May 31, 2017/in EMTALA

by Kim Stanger

On-call physicians may not realize their potential exposure if they fail or decline to respond to a call from the hospital’s emergency department. Failure to respond is a violation of the Emergency Treatment and Active Labor Act (“EMTALA”) that may expose the physician to a $50,000 fine and exclusion from Medicare or Medicaid as well as contract liability. It may also expose the hospital to a fine of $50,000 and a lawsuit by the relevant patient or a hospital that receives an improper transfer.

EMTALA generally requires hospitals to provide an emergency screening examination and stabilizing treatment to a patient who comes to the hospital seeking emergency care.

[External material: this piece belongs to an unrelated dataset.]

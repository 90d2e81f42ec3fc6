pub mod submission;

pub use submission::{AssignmentForm, SaveKind, SaveOutcome, save_assignment, validate_form};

See 42 USC § 1395dd; 42 CFR § 489.24. EMTALA establishes the following penalties:

(A) A participating hospital that negligently violates a requirement of this section is subject to a civil money penalty of … not more than $25,000 … for each such violation.
(B) Subject to subparagraph (C) [below], any physician who is responsible for the examination, treatment, or transfer of an individual in a participating hospital, including a physician on-call for the care of such an individual, … is subject to a civil money penalty of not more than $50,000 for each such violation and, if the violation is gross and flagrant or is repeated, to exclusion from participation in [Medicare or Medicaid]….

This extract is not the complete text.